I’ll leave an outline.”
“I don’t care if you smell, but if you want to take a quick shower, there are extra towels in the hall closet. Don’t use the purple one, though.”
“Why not?”
“Louis’s birthday gift from Roxy is rolled inside it. You don’t want to know.”
“I assure you, I want to know.”
Her eyes twinkled, and he experienced some serious relief at seeing something besides fatigue on her. “Edible underwear. For him to wear, not Roxy.”
Russell executed an overhead first pump. “All the worry you put me through today just became marginally worth it, Abby.”
Her drowsy laughter followed him from the room, knocking him square in the chest. As soon as he’d closed himself in the bathroom, he started with the now-familiar breathing exercises. A few hours. He could get through a few, measly hours.
Chapter 4
REMINDING HERSELF IT was only three o’clock in the afternoon, Abby forced herself to sit up before she lapsed into a coma. Russell had blown off the rest of his workday to keep her company, and it would be rude to fall asleep on him. She could hear the shower spray drumming in the adjacent bathroom and pictured him scowling at her pink loofah and white-grape body gel.
Smiling to herself, Abby set aside the bag of peas and eased to her feet before limping to the kitchen. Her ankle had started to throb, and without any painkillers in the house, she would have to employ the ancient alcoholic remedy known as tequila. And wow, her roommates were really rubbing off on her. She’d never been much of a drinker and was still considered the resident lightweight among the super group, but she enjoyed the buzz a couple of shots gave her. Maybe it would take her mind off the avalanche of work she would have to complete when Russell left. Work that would probably take her until dawn.
Determined to ignore anything but a couple hours of laughing with her friend, Abby retrieved two shot glasses and the bottle of Patron left over from their last indoor summer barbecue. By the time she returned to her bedroom, the shower spray had quieted, so she poured two shots in anticipation of Russell’s coming in and left them on her bedside table. Using the piece of furniture for support, she peeled off her nylons and flopped back onto the bed. Abby didn’t realize she’d closed her eyes until Russell’s heavy tread forced them open, and she saw him standing in her doorway.
Shirtless. Damp. Jeans sitting low on his hips.

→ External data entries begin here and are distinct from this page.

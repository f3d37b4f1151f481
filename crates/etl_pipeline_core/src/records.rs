use serde_json::Value;
use sha2::{Digest, Sha256};
use thiserror::Error;

use crate::flatten::flatten;

/// Result of flattening every record of one source object.
#[derive(Debug, Clone, PartialEq, Eq)]
pub struct TransformedObject {
    pub body: Vec<u8>,
    pub lines_processed: usize,
}

impl TransformedObject {
    pub fn sha256_hex(&self) -> String {
        format!("{:x}", Sha256::digest(&self.body))
    }
}

#[derive(Debug, Error)]
pub enum RecordError {
    #[error("object body is not valid UTF-8: {0}")]
    InvalidUtf8(#[from] std::str::Utf8Error),
    #[error("line {line} is not valid JSON: {source}")]
    MalformedLine {
        line: usize,
        #[source]
        source: serde_json::Error,
    },
    #[error("line {line} is a JSON {found}, expected an object")]
    NotAnObject { line: usize, found: &'static str },
    #[error("failed to serialize flattened line {line}: {source}")]
    Serialization {
        line: usize,
        #[source]
        source: serde_json::Error,
    },
}

/// Flattens a newline-delimited JSON object body.
///
/// Lines are 1-based in errors. A trailing newline does not start another
/// record and `\r\n` endings are accepted. Output lines are joined with `\n`
/// without a trailing newline, so identical input always produces identical
/// bytes.
///
/// Each line is compact JSON (`,` and `:` with no padding) and non-ASCII text
/// is written as raw UTF-8 rather than `\u` escapes. Numbers keep their source
/// text, so integers wider than 64 bits and decimal fractions pass through
/// unchanged.
pub fn transform_ndjson(body: &[u8]) -> Result<TransformedObject, RecordError> {
    let text = std::str::from_utf8(body)?;

    let mut output = Vec::with_capacity(body.len());
    let mut lines_processed = 0usize;

    for (index, raw_line) in text.lines().enumerate() {
        let line = index + 1;
        let record = match serde_json::from_str::<Value>(raw_line)
            .map_err(|source| RecordError::MalformedLine { line, source })?
        {
            Value::Object(record) => record,
            other => {
                return Err(RecordError::NotAnObject {
                    line,
                    found: json_kind(&other),
                })
            }
        };

        if lines_processed > 0 {
            output.push(b'\n');
        }
        serde_json::to_writer(&mut output, &flatten(&record))
            .map_err(|source| RecordError::Serialization { line, source })?;
        lines_processed += 1;
    }

    Ok(TransformedObject {
        body: output,
        lines_processed,
    })
}

fn json_kind(value: &Value) -> &'static str {
    match value {
        Value::Null => "null",
        Value::Bool(_) => "boolean",
        Value::Number(_) => "number",
        Value::String(_) => "string",
        Value::Array(_) => "array",
        Value::Object(_) => "object",
    }
}

#[cfg(test)]
mod tests {
    use super::*;

    #[test]
    fn flattens_each_line_independently() {
        let body = b"{\"a\":{\"b\":1}}\n{\"c\":{\"d\":{\"e\":\"x\"}},\"f\":[1]}\n";
        let transformed = transform_ndjson(body).expect("transform should pass");

        assert_eq!(transformed.lines_processed, 2);
        assert_eq!(
            String::from_utf8(transformed.body).expect("output should be utf-8"),
            "{\"a.b\":1}\n{\"c.d.e\":\"x\",\"f\":[1]}"
        );
    }

    #[test]
    fn accepts_crlf_line_endings() {
        let transformed =
            transform_ndjson(b"{\"a\":{\"b\":1}}\r\n{\"c\":2}").expect("transform should pass");

        assert_eq!(transformed.lines_processed, 2);
        assert_eq!(transformed.body, b"{\"a.b\":1}\n{\"c\":2}".to_vec());
    }

    #[test]
    fn empty_body_yields_empty_output() {
        let transformed = transform_ndjson(b"").expect("transform should pass");
        assert_eq!(transformed.lines_processed, 0);
        assert!(transformed.body.is_empty());
    }

    #[test]
    fn same_input_produces_identical_bytes() {
        let body = b"{\"z\":{\"y\":1},\"a\":2}\n{\"k\":{\"v\":null}}";
        let first = transform_ndjson(body).expect("transform should pass");
        let second = transform_ndjson(body).expect("transform should pass");

        assert_eq!(first, second);
        assert_eq!(first.sha256_hex(), second.sha256_hex());
        assert_eq!(first.sha256_hex().len(), 64);
    }

    #[test]
    fn reports_line_number_of_malformed_record() {
        let error = transform_ndjson(b"{\"a\":1}\n{not json}\n{\"b\":2}")
            .expect_err("malformed line should fail");

        assert!(matches!(error, RecordError::MalformedLine { line: 2, .. }));
    }

    #[test]
    fn blank_line_between_records_is_malformed() {
        let error =
            transform_ndjson(b"{\"a\":1}\n\n{\"b\":2}").expect_err("blank line should fail");
        assert!(matches!(error, RecordError::MalformedLine { line: 2, .. }));
    }

    #[test]
    fn rejects_non_object_records() {
        let error = transform_ndjson(b"[1,2,3]").expect_err("array line should fail");
        assert!(matches!(
            error,
            RecordError::NotAnObject {
                line: 1,
                found: "array"
            }
        ));
    }

    #[test]
    fn rejects_invalid_utf8() {
        let error = transform_ndjson(&[0xff, 0xfe]).expect_err("invalid utf-8 should fail");
        assert!(matches!(error, RecordError::InvalidUtf8(_)));
    }

    #[test]
    fn wide_integers_and_decimals_keep_their_source_text() {
        let body = b"{\"a\":{\"id\":123456789012345678901234567890,\"f\":0.1},\"n\":-18446744073709551617}";

        let transformed = transform_ndjson(body).expect("transform should pass");

        assert_eq!(
            String::from_utf8(transformed.body).expect("output should be utf-8"),
            "{\"a.id\":123456789012345678901234567890,\"a.f\":0.1,\"n\":-18446744073709551617}"
        );
    }

    #[test]
    fn writes_compact_lines_with_raw_utf8() {
        let body = "{\"place\": {\"name\": \"Café Zürich\"}, \"tag\": \"☕\"}".as_bytes();

        let transformed = transform_ndjson(body).expect("transform should pass");

        assert_eq!(
            String::from_utf8(transformed.body).expect("output should be utf-8"),
            "{\"place.name\":\"Café Zürich\",\"tag\":\"☕\"}"
        );
    }
}
use etl_pipeline_core::contract::ListingState;
use etl_pipeline_lambda::adapters::aws::{S3Bucket, SqsQueue};
use etl_pipeline_lambda::adapters::deadline::LambdaDeadline;
use etl_pipeline_lambda::config::ListPagesConfig;
use etl_pipeline_lambda::error::EtlError;
use etl_pipeline_lambda::handlers::list_pages::handle_list_pages;
use etl_pipeline_lambda::logging::init_logging;
use lambda_runtime::{service_fn, Error, LambdaEvent};
use serde_json::Value;

struct RuntimeDependencies {
    config: ListPagesConfig,
    source: S3Bucket,
    pages_queue: SqsQueue,
}

async fn handle_request(
    event: LambdaEvent<Value>,
    deps: &RuntimeDependencies,
) -> Result<Value, Error> {
    let state: ListingState =
        serde_json::from_value(event.payload).map_err(EtlError::InvalidState)?;
    let budget = LambdaDeadline::from_epoch_millis(event.context.deadline)
        .ok_or_else(|| Error::from("invocation deadline is out of range"))?;

    let outcome = handle_list_pages(
        state,
        &deps.source,
        &deps.pages_queue,
        &budget,
        deps.config.safety_margin,
    )?;

    serde_json::to_value(outcome.state)
        .map_err(|error| Error::from(format!("failed to serialize listing state: {error}")))
}

#[tokio::main]
async fn main() -> Result<(), Error> {
    init_logging();

    let config = ListPagesConfig::from_env()?;
    let aws_config = aws_config::load_defaults(aws_config::BehaviorVersion::latest()).await;
    let deps = RuntimeDependencies {
        source: S3Bucket::new(
            aws_sdk_s3::Client::new(&aws_config),
            config.source_bucket.clone(),
        ),
        pages_queue: SqsQueue::new(
            aws_sdk_sqs::Client::new(&aws_config),
            config.pages_queue_url.clone(),
        ),
        config,
    };

    let deps = &deps;
    lambda_runtime::run(service_fn(move |event| async move {
        handle_request(event, deps).await
    }))
    .await
}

A red-hot fist formed beneath her belly button. For Russell? She tried to shoot into a sitting position so fast, the back of her head bashed against the headboard, which really didn’t help her confusion. Not a bit. She wasn’t supposed to notice Russell in that way, right? But when a water droplet rolled down the center of his abdomen and vanished into the waistband of his jeans, she noticed. And she noticed good. Today marked the first time she’d ever seen him without a shirt. It also marked the first time they’d ever been alone, without their friends around. Both facts occurred to her simultaneously and out of nowhere, she wasn’t just watching a movie with a friend, anymore.
She was watching a movie on her bed. With an extremely well-built man. A man with chest hair. A man with his family name—Hart— tattooed across his chest.
Russell dropped the towel he’d been holding and came toward her. “What was that reaction about? Did you forget I was here?”
In a manner of speaking. “No. I just . . .” She sucked in a silent breath when he stopped beside the bed, reached out, and cradled the top of her bumped head, rubbing gently. A touch that would have comforted her two minutes ago but now felt very intimate. “I brought tequila.”
He must have already noticed the filled shot glasses because he picked one up without looking and held it to her lips. “I would have gotten it for you, gimpy.”
Needing to buy herself some time before speaking, Abby tilted her head back and let him feed her the shot, another gesture that felt like . . . foreplay. Or what she’d always envisioned foreplay would feel like. She was grateful for the burn tracking down her esophagus because it distracted her, but as soon as the fire hit her belly, she wished she’d gone for iced tea instead. It only exacerbated the still-undefined problem. “Thanks,” she whispered.